Bristol Adult Education 1981 - 2000 evening classes
Swindon Adult Education 1986 - 1991 evening classes
Bath Spa University College 1995 - 1999 teaching music students

Class

The photo is from a class in Filton, Bristol, taken about 1982. I am on the right and we are discussing a mold for an Appalachian dulcimer.

Many instruments have been made from each plan. The plans are full size, all dimensions are in millimetres and suggestions for materials and construction are given. I welcome feedback about the plans and pictures of your completed project.

Photos of instruments made from these plans are lower down on this page.

For help with beginning to learn about making musical instruments, advice about materials and conservation, lute making and a FAQ for the lute plan as well as the Little Aeolian Harp Page visit Musical Instrument Making Information

Prices for the plans are at the bottom of the page. Portions of some plans are shown - click on them for a larger version.

The Plans

Renaissance Lute, 7 and 8 Courses

Lute Plan Based on the work of north Italian makers from about 1600, the late Renaissance, the string length is 600mm and any odd number of ribs from 13 to 33 is appropriate. As well as being a sensible woodworking project, the lute made from this plan will satisfy the criteria of historical accuracy demanded by today's lute players and will tune to concert pitch. The plan consists of two sheets; the first has full drawings for a seven course lute and the second has full size drawings for the mould and plan drawings for the eight course, including neck, bridge and pegbox.

Parlour Guitar

Parlour Guitar Plan This unique small steel string guitar with a bright sound is one of the most popular of the plans It is my own design, the first guitar being made in 1986. In designing, I had three ideas in mind; 1. mid 19th century guitars that had been in the workshop, 2. how these small guitars turned into north American steel string guitars around 1900 and 3. the desire to make a guitar with a voice that would contrast with the common larger dreadnoughts and jumbos.

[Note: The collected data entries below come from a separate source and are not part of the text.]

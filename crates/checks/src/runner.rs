//! Per-layer orchestration of the checks
//!
//! Runs single-threaded, one layer at a time, one feature at a time.
//! Within a flow layer the findings come out in a fixed order: endpoint
//! continuity and intersection-height findings per feature, then the
//! confirmed missing-maximum findings, then the confirmed endorheic
//! findings, then the flow-direction scan per feature. Surface layers
//! follow after all flow layers.
//!
//! A failure inside one layer (unknown layer, missing index, missing
//! adjacency) is logged and does not abort the remaining layers.

use tracing::{error, info, warn};

use hydrocheck_core::geometry::GeometryZ;
use hydrocheck_core::{ControlConfig, Dataset, IndexSet, ReportSink, Result};

use crate::basin::{classify, verify_endorheic, verify_maxima};
use crate::continuity::resolve_endpoints;
use crate::flow::scan_flow;
use crate::surface::validate_surface;

/// Outcome of a full pass.
#[derive(Debug, Default)]
pub struct RunSummary {
    pub findings: usize,
    pub failed_layers: Vec<String>,
}

/// One validation run over a dataset. The spatial indexes are built up
/// front and read-only afterwards.
pub struct Runner<'a> {
    dataset: &'a Dataset,
    config: &'a ControlConfig,
    boundary: &'a GeometryZ,
    indexes: IndexSet,
}

impl<'a> Runner<'a> {
    pub fn new(
        dataset: &'a Dataset,
        config: &'a ControlConfig,
        boundary: &'a GeometryZ,
    ) -> Result<Self> {
        // A malformed entry fails its own layer mid-run, not the whole
        // run; flag it early anyway.
        if let Err(e) = config.validate() {
            warn!("{e}");
        }
        let indexes = IndexSet::build(dataset, &config.indexed_layers)?;
        Ok(Self {
            dataset,
            config,
            boundary,
            indexes,
        })
    }

    /// Run every configured check, writing findings to `sink` as they
    /// are discovered. Per-layer failures are recorded in the summary;
    /// sink failures abort the run.
    pub fn run(&self, sink: &mut dyn ReportSink) -> Result<RunSummary> {
        let mut summary = RunSummary::default();
        for name in &self.config.flow_layers {
            info!(layer = %name, "verifying flow layer");
            match self.run_flow_layer(name, sink) {
                Ok(count) => summary.findings += count,
                Err(e) => {
                    error!(layer = %name, "flow layer failed: {e}");
                    summary.failed_layers.push(name.clone());
                }
            }
        }
        for name in &self.config.surface_layers {
            info!(layer = %name, "verifying surface layer");
            match self.run_surface_layer(name, sink) {
                Ok(count) => summary.findings += count,
                Err(e) => {
                    error!(layer = %name, "surface layer failed: {e}");
                    summary.failed_layers.push(name.clone());
                }
            }
        }
        Ok(summary)
    }

    /// Continuity, basin closure and flow direction for one line layer.
    pub fn run_flow_layer(&self, name: &str, sink: &mut dyn ReportSink) -> Result<usize> {
        let layer = self.dataset.layer(name)?;
        let mut written = 0;

        // Phase 1: endpoint resolution per feature. The candidate sets
        // are only built after every feature of the layer is resolved.
        let mut resolutions = Vec::with_capacity(layer.len());
        for feature in layer.iter() {
            let resolution =
                resolve_endpoints(layer, feature, self.dataset, &self.indexes, self.config)?;
            for finding in &resolution.findings {
                sink.write(finding)?;
                written += 1;
            }
            resolutions.push((feature.id.clone(), resolution));
        }

        // Phase 2: aggregate and verify the candidates.
        let candidates = classify(&resolutions);
        for finding in verify_maxima(
            layer,
            &candidates.maxima,
            &self.config.closure_layers,
            self.dataset,
            &self.indexes,
        )? {
            sink.write(&finding)?;
            written += 1;
        }
        for finding in verify_endorheic(
            layer,
            &candidates.endorheic,
            self.boundary,
            &self.config.closure_layers,
            self.dataset,
            &self.indexes,
        )? {
            sink.write(&finding)?;
            written += 1;
        }

        // Phase 3: flow direction per feature.
        for feature in layer.iter() {
            for finding in scan_flow(name, feature, self.config.line_tolerance) {
                sink.write(&finding)?;
                written += 1;
            }
        }

        Ok(written)
    }

    /// Constant-elevation check for one polygon layer.
    pub fn run_surface_layer(&self, name: &str, sink: &mut dyn ReportSink) -> Result<usize> {
        let layer = self.dataset.layer(name)?;
        let mut written = 0;
        for feature in layer.iter() {
            for finding in
                validate_surface(name, feature, self.dataset, &self.indexes, self.config)?
            {
                sink.write(&finding)?;
                written += 1;
            }
        }
        Ok(written)
    }
}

The string length is 612mm, width 305mm. Being smaller, the wood work project is easier and good quality materials are easier to find. I have made this guitar with and without a truss rod and options are explained on the plan.

Octave Mandola

Octave Mandola Plan In 2000, I was commissioned to build an octave mandola. There were no plans and I did not much like any of the instruments I saw. I designed this instrument and the plan has become very popular, with many beautiful instruments being built from it.

The octave mandola is a 20th century invention; original concept was probably a bass mandolin. It is tuned an octave lower than the mandolin and has become an instrument in it's own right, especially popular with folk instrumentalists. Again, it is a small instrument and this makes the project easier, string length 530mm, width 335mm

Appalachian Dulcimer

Appalachian dulcimer Plan This plan makes an excellent first project for the woodworker who would like to learn the techniques of lutherie, steam bending and fretting being the most important. The string length is 680mm, width 210mm.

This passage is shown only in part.